EXTRACTED MATERIAL:
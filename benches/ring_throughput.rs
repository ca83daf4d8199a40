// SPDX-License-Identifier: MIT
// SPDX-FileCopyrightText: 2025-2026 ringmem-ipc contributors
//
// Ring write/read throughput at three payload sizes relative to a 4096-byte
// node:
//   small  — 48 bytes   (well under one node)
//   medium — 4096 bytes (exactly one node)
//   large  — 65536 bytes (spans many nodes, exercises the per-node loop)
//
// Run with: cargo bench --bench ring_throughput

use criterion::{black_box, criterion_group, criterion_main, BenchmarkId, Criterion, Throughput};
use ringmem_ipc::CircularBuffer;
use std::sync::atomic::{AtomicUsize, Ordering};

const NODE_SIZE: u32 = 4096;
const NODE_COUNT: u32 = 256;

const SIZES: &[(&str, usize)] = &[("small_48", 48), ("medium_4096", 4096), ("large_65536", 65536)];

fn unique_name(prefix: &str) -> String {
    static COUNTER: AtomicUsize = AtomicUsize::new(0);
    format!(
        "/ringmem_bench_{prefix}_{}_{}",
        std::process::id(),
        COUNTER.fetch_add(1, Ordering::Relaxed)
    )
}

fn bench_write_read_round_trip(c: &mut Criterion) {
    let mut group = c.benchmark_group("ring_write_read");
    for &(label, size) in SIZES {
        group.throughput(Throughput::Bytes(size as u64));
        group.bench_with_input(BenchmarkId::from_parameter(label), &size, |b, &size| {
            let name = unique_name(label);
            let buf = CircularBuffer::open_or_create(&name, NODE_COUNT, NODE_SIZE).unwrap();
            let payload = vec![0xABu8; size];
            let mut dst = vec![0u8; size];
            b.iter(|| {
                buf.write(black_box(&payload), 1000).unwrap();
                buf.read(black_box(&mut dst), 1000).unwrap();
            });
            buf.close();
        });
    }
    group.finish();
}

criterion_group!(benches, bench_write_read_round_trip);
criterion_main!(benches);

WORK REQUIRED: Print again the lines of the entries above that fall between the line holding "const SIZES: &[(&str, usize)]" and the line holding "COUNTER.fetch_add(1, Ordering::Relaxed)", inclusive, exactly as they stand.

FINAL ANSWER:
const SIZES: &[(&str, usize)] = &[("small_48", 48), ("medium_4096", 4096), ("large_65536", 65536)];

fn unique_name(prefix: &str) -> String {
    static COUNTER: AtomicUsize = AtomicUsize::new(0);
    format!(
        "/ringmem_bench_{prefix}_{}_{}",
        std::process::id(),
        COUNTER.fetch_add(1, Ordering::Relaxed)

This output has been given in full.